Having concerns about privacy invasions does not make someone a tin-foil-hat-wearing conspiracy theorist. Feeling anxiety about reemerging into the public square doesn’t make a person weak any more than expressing worry about the serious economic damage catalyzed by our months-long shutdown makes someone a money-hungry, insensitive capitalist.
We desperately need an infusion of grace in our society. People should be free to carry more than one opinion, concern, fear, or worry. These are complex times and humans are complex creatures.
So the next time you feel a knee-jerk reaction to lash out in either direction, remember there is a human being behind that tweet or Facebook post you just read. The people we are so eager to shame are just like us: they have mothers and fathers, brothers and sisters, husbands and wives, sons and daughters.
There are no exceptions to grace.
You’d be hard pressed to find a passage in the Bible that says, “Be kind and show grace, except when _______ happens.”
As Christians, there are no caveats to the grace and love we are to extend to others. We lovingly call out what is wrong and we must show grace to those dealing with feelings and anxieties different from our own, because they are often just as valid.
We achieve a lot more when, rather than standing tall and saying, “You’re wrong,” we bend down and ask those with whom we disagree, “Why?” The former shuts down a conversation while the latter could spark a dialogue that ends with a better understanding of what it means to love our neighbors well.
Don’t get me wrong — there is room for righteous anger when you see someone acting carelessly, particularly as they interact with those who are at greater risk of developing serious complications if they were to fall ill to COVID-19. But those conversations should be reserved for private one-on-one interactions, especially with fellow believers.
Loving your neighbors well may mean wearing a mask. It might also mean engaging respectfully with them when you don’t understand their points of view. Because, as the early 20th century theologian G.K. Chesterton once said, “The Bible tells us to love our neighbors, and also to love our enemies; probably because they are generally the same people.”
When in doubt, show grace.
In Colossians 4:6, the apostle Paul wrote, “Let your speech always be gracious, seasoned with salt, so that you may know how you ought to answer each person.”
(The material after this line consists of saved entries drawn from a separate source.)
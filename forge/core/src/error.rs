//! Backend Error Taxonomy
//!
//! Typed failures for everything that talks to the inference backend.
//! The classification is deliberately not collapsed: callers recover
//! differently from an unreachable server (retry / rescan) than from a
//! missing model (prompt the user to pull it) or a garbled response
//! (give up and report upstream).

use thiserror::Error;

/// Errors produced by the backend client layer.
#[derive(Clone, Debug, Error, PartialEq, Eq)]
pub enum BackendError {
    /// Could not reach the backend at all (refused, DNS failure, dropped).
    #[error("cannot reach the inference backend: {0}")]
    Unreachable(String),

    /// The backend accepted the connection but produced no data in time.
    #[error("backend request timed out: {0}")]
    Timeout(String),

    /// The requested model is not installed on the backend.
    #[error("model '{model}' is not installed on the backend")]
    ModelNotFound {
        /// The model identifier that was requested
        model: String,
    },

    /// The backend answered with something we could not interpret.
    #[error("backend sent an invalid response: {0}")]
    UpstreamProtocol(String),

    /// The caller cancelled the request. Not a failure.
    #[error("request cancelled by caller")]
    Cancelled,
}

impl BackendError {
    /// Stable wire tag for the outgoing record protocol.
    pub fn kind(&self) -> &'static str {
        match self {
            Self::Unreachable(_) => "connection_error",
            Self::Timeout(_) => "timeout_error",
            Self::ModelNotFound { .. } => "model_not_found",
            Self::UpstreamProtocol(_) => "api_error",
            Self::Cancelled => "cancelled",
        }
    }

    /// HTTP status class the boundary layer should answer with.
    ///
    /// `None` for [`BackendError::Cancelled`]: a cancelled stream is a
    /// clean stop, never reported to the end user as an error.
    pub fn http_status(&self) -> Option<u16> {
        match self {
            Self::Unreachable(_) => Some(503),
            Self::Timeout(_) => Some(504),
            Self::ModelNotFound { .. } => Some(404),
            Self::UpstreamProtocol(_) => Some(502),
            Self::Cancelled => None,
        }
    }

    /// Whether the connection cache should be invalidated after this error.
    pub fn invalidates_connection(&self) -> bool {
        matches!(self, Self::Unreachable(_) | Self::Timeout(_))
    }
}

/// Errors produced by the conversation ledger and store.
#[derive(Clone, Debug, Error, PartialEq, Eq)]
pub enum LedgerError {
    /// Only the preamble at index 0 may carry the system role.
    #[error("a conversation holds exactly one system preamble, at index 0")]
    PreambleFixed,

    /// The referenced conversation does not exist (or has expired).
    #[error("unknown conversation id: {0}")]
    UnknownConversation(String),
}

#[cfg(test)]
mod tests {
    use super::*;

    #[test]
    fn test_wire_tags_are_stable() {
        assert_eq!(BackendError::Unreachable(String::new()).kind(), "connection_error");
        assert_eq!(BackendError::Timeout(String::new()).kind(), "timeout_error");
        assert_eq!(
            BackendError::ModelNotFound { model: "m".into() }.kind(),
            "model_not_found"
        );
        assert_eq!(BackendError::UpstreamProtocol(String::new()).kind(), "api_error");
        assert_eq!(BackendError::Cancelled.kind(), "cancelled");
    }

    #[test]
    fn test_http_status_mapping() {
        assert_eq!(BackendError::Unreachable(String::new()).http_status(), Some(503));
        assert_eq!(BackendError::Timeout(String::new()).http_status(), Some(504));
        assert_eq!(
            BackendError::ModelNotFound { model: "m".into() }.http_status(),
            Some(404)
        );
        assert_eq!(
            BackendError::UpstreamProtocol(String::new()).http_status(),
            Some(502)
        );
        assert_eq!(BackendError::Cancelled.http_status(), None);
    }

    #[test]
    fn test_connection_invalidation() {
        assert!(BackendError::Unreachable(String::new()).invalidates_connection());
        assert!(BackendError::Timeout(String::new()).invalidates_connection());
        assert!(!BackendError::ModelNotFound { model: "m".into() }.invalidates_connection());
        assert!(!BackendError::Cancelled.invalidates_connection());
    }
}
And in 1 Corinthians 13:1, he wrote, “If I could speak all the languages of earth and of angels, but didn’t love others, I would only be a noisy gong or a clanging cymbal.”
Our neighbors live at every point on the ideological spectrum and range from seriously immunocompromised to otherwise healthy and at low risk of a severe infection. We should approach all of them with grace and truth in equal measure.
In all our interactions, we are to be kind. I promise you, people will notice, and they’ll be drawn to it. Because the gospel is a light in the dark.